Saturday, July 21, 2012

More denial is heading my way...

Almost two weeks have passed since I introduced the idea of playing a denial game (see previous posts for more information) and I am excited, happy, more denied than ever and looking forward to a week filled with more denial. The marble count right now is 2 GREEN, 14 RED. If I look at the jar where the unused ones are, I can definitely apply that saying about the grass being greener on the other side. I think and hope to be denied more than ever this week.

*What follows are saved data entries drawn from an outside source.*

// Licensed to the Apache Software Foundation (ASF) under one
// or more contributor license agreements.  See the NOTICE file
// distributed with this work for additional information
// regarding copyright ownership.  The ASF licenses this file
// to you under the Apache License, Version 2.0 (the
// "License"); you may not use this file except in compliance
// with the License.  You may obtain a copy of the License at
//
//   http://www.apache.org/licenses/LICENSE-2.0
//
// Unless required by applicable law or agreed to in writing,
// software distributed under the License is distributed on an
// "AS IS" BASIS, WITHOUT WARRANTIES OR CONDITIONS OF ANY
// KIND, either express or implied.  See the License for the
// specific language governing permissions and limitations
// under the License.

use std::collections::BTreeMap;
use std::fmt::Debug;

use async_trait::async_trait;
use http::{Method, StatusCode};
use nimbus_core::{Operation, Result};

use crate::Params;

/// Actions supported by SQS, in the order of their documentation.
pub static OPERATIONS: [Operation; 9] = [
    Operation::new("ChangeMessageVisibility", Method::POST, &[StatusCode::OK], true),
    Operation::new("CreateQueue", Method::POST, &[StatusCode::OK], true),
    Operation::new("DeleteMessage", Method::POST, &[StatusCode::OK], true),
    Operation::new("DeleteQueue", Method::POST, &[StatusCode::OK], true),
    Operation::new("GetQueueAttributes", Method::POST, &[StatusCode::OK], true),
    Operation::new("ListQueues", Method::POST, &[StatusCode::OK], true),
    Operation::new("ReceiveMessage", Method::POST, &[StatusCode::OK], false),
    Operation::new("SendMessage", Method::POST, &[StatusCode::OK], false),
    Operation::new("SetQueueAttributes", Method::POST, &[StatusCode::OK], true),
];

/// SqsApi is the operation surface shared by the real and the mock service.
///
/// Every call takes `&mut self`: one service handles one call at a time.
#[async_trait]
pub trait SqsApi: Debug + Send {
    /// Actions this service supports.
    fn operations(&self) -> &'static [Operation];

    /// Drop the transport, the next call dials again.
    fn reload(&mut self);

    /// Change the visibility timeout of a received message.
    async fn change_message_visibility(
        &mut self,
        queue_url: &str,
        receipt_handle: &str,
        visibility_timeout: u32,
    ) -> Result<RequestOutput>;

    /// Create a queue, returns the existing one if the name is taken with the
    /// same attributes.
    async fn create_queue(
        &mut self,
        name: &str,
        attributes: &BTreeMap<String, String>,
    ) -> Result<CreateQueueOutput>;

    /// Delete a message by its receipt handle.
    async fn delete_message(&mut self, queue_url: &str, receipt_handle: &str)
        -> Result<RequestOutput>;

    /// Delete a queue.
    async fn delete_queue(&mut self, queue_url: &str) -> Result<RequestOutput>;

    /// Get one attribute of a queue, `All` returns every attribute.
    async fn get_queue_attributes(
        &mut self,
        queue_url: &str,
        attribute_name: &str,
    ) -> Result<GetQueueAttributesOutput>;

    /// List queues, optionally filtered by name prefix.
    async fn list_queues(&mut self, prefix: Option<&str>) -> Result<ListQueuesOutput>;

    /// Receive messages from a queue.
    async fn receive_message(
        &mut self,
        queue_url: &str,
        options: &ReceiveMessageOptions,
    ) -> Result<ReceiveMessageOutput>;

    /// Send a message to a queue.
    async fn send_message(&mut self, queue_url: &str, body: &str) -> Result<SendMessageOutput>;

    /// Set one attribute of a queue.
    async fn set_queue_attributes(
        &mut self,
        queue_url: &str,
        name: &str,
        value: &str,
    ) -> Result<RequestOutput>;
}

/// Options of `ReceiveMessage`.
#[derive(Debug, Clone, Default, PartialEq, Eq)]
pub struct ReceiveMessageOptions {
    /// `MaxNumberOfMessages`, the service defaults to 1.
    pub max_number_of_messages: Option<u32>,
    /// `VisibilityTimeout` applied to the received messages.
    pub visibility_timeout: Option<u32>,
    /// Message attributes to return, for example `All` or `SenderId`.
    pub attribute_names: Vec<String>,
}

impl ReceiveMessageOptions {
    pub(crate) fn to_params(&self) -> Params {
        let mut params = Params::new();
        if let Some(v) = self.max_number_of_messages {
            params.insert("MaxNumberOfMessages".to_string(), v.to_string());
        }
        if let Some(v) = self.visibility_timeout {
            params.insert("VisibilityTimeout".to_string(), v.to_string());
        }
        for (idx, name) in self.attribute_names.iter().enumerate() {
            params.insert(format!("AttributeName.{}", idx + 1), name.clone());
        }
        params
    }
}

/// Output of actions which only return a request id.
#[derive(Debug, Clone, Default, PartialEq, Eq)]
pub struct RequestOutput {
    /// Request id assigned by the service.
    pub request_id: String,
}

/// Output of `CreateQueue`.
#[derive(Debug, Clone, Default, PartialEq, Eq)]
pub struct CreateQueueOutput {
    /// Url of the queue, used by all queue scoped actions.
    pub queue_url: String,
    /// Request id assigned by the service.
    pub request_id: String,
}

/// Output of `GetQueueAttributes`.
#[derive(Debug, Clone, Default, PartialEq, Eq)]
pub struct GetQueueAttributesOutput {
    /// Attribute name to value.
    pub attributes: BTreeMap<String, String>,
    /// Request id assigned by the service.
    pub request_id: String,
}

/// Output of `ListQueues`.
#[derive(Debug, Clone, Default, PartialEq, Eq)]
pub struct ListQueuesOutput {
    /// Urls of the matched queues.
    pub queue_urls: Vec<String>,
    /// Request id assigned by the service.
    pub request_id: String,
}

/// A received message.
#[derive(Debug, Clone, Default, PartialEq, Eq)]
pub struct Message {
    /// Message id.
    pub message_id: String,
    /// Handle used to delete the message or change its visibility.
    pub receipt_handle: String,
    /// MD5 of the body.
    pub md5_of_body: String,
    /// Message body.
    pub body: String,
    /// Requested message attributes.
    pub attributes: BTreeMap<String, String>,
}

/// Output of `ReceiveMessage`.
#[derive(Debug, Clone, Default, PartialEq, Eq)]
pub struct ReceiveMessageOutput {
    /// Received messages, empty if the queue has none visible.
    pub messages: Vec<Message>,
    /// Request id assigned by the service.
    pub request_id: String,
}

/// Output of `SendMessage`.
#[derive(Debug, Clone, Default, PartialEq, Eq)]
pub struct SendMessageOutput {
    /// Id of the new message.
    pub message_id: String,
    /// MD5 of the body as received by the service.
    pub md5_of_message_body: String,
    /// Request id assigned by the service.
    pub request_id: String,
}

Here are some observations:

  • V is feeling more confident in denying me, as evidenced by 4 straight days of orgasms for her without the slightest sign of guilt or remorse.
  • Her self-esteem is also improving. She purchased more sexy underwear, has been working out and has gone on a healthy diet.
  • She has given slight indications that she might transfer her dominance to other areas, e.g. she told me that she would give me a green marble if I did the dishes, and a few days ago, she toyed with my penis while making me promise to take our daughter to a special event.
  • She is beginning to accept (if perhaps not understand) that her teasing of me is a gift. She told me that she loved how her body looked now that she has gotten rid of most of her belly fat and told me she was glad her bottom was still big enough to suffocate me. When I asked her if that meant what I wanted ot to mean, she answered that she owed me because I had been very good to her for a whole week. She corrected herself and said that she wanted to owe me.
  • She shows no mercy. Once we agree to rules, she enforces them to the letter. This week, I have been sick and have not been able to work out. Every day she has had me change a green marble for a red marble, even though I have few greens left. One day she asked me if I was sure I was too sick to work out, because I was going to "pay" for it next week.
  • She chose to grant me more denial. After working out every day last week, I ended the week with a great number of green marbles, I think 12, but on Sunday, she changed them to leave only 5 left. (and now I only have 2 left) 
The math doesn't seem to add up, so I'm thinking V must have reset the count on Monday rather than Sunday, but the truth of the matter is that my odds of pulling GREEN are greatly diminished.

I'm too tired right now to continue, but I go to bed with a powerful erection and full of fantasies. Perhaps on another post I will describe those fantasies of mine.

6 comments:

  1. Sounds like V is growing to like keeping you denied and obedient.

    ReplyDelete
    Replies
    1. Oh yes...

      This morning was awesome. It deserves a post of its own, but let's say for now that she informed me that I don't deserve a penis, and that I have no right to use it.

      She teased me a lot, clearly having much fun doing it, and told me that she will only leave one green marble for next week, so I should be getting some of what I want.

      To be honest, now that I'm starting to get what I've been craving for, I'm a little scared that it may go too far. Seeing her laugh so merrily, however, makes me wish to let her go as far as she wants.

      Delete
  2. Do you really have a choice....!!!!

    ReplyDelete
    Replies
    1. Well, yes and no...

      In the sense that I can go right now and tell V that I don't want to play any more and I'm sure she would allow it, I do have a choice. In the sense that I can easily "take matters into my own hands" and relieve myself right now, I do have a choice. In the sense that V can't physically restrain me or stop me from cheating without my cooperation, I do have a choice.

      In the sense that I want this to happen, that I crave denial and the sense of "high" energy that comes from being so close to a state of permanent arousal that I will lose if I don't "play", I have no choice. In the sense that I don't allow myself to cheat, no matter how desperate I am, because I want to experience all these feelings, I have no choice. In the sense that if I stop this now, after all the effort that has gone into it, I may never be able to recover the progress that I will lose, I have no choice. In teh sense that this desire runs deep in me and will come back time and time again unless I do something about it, I have no choice.

      The day may come when V truly discovers the full extent of her powers and decides to use them on me. That day, I will have more limited choices, and those choices will probably be so unaceptable to me that for all practical purposes there will be no choice.

      Thanks for the comment, it made me think.

      Delete
  3. It was meant to :o). The reality is that you do not have a choice anymore for all the reasons you set out in the third paragrapgh.

    The thing about denial is that the more that you encourage your partner to place you in denial, the more you are conditioning your own brain. I have found this with Jane, the more she has resisted, the more I find myself wanting her to "impose" this control on me. If and when she does, even if it were a perminent thing, I think that have to accpet and even enjoy her control, rather than risk losing what I had. if that makes sense?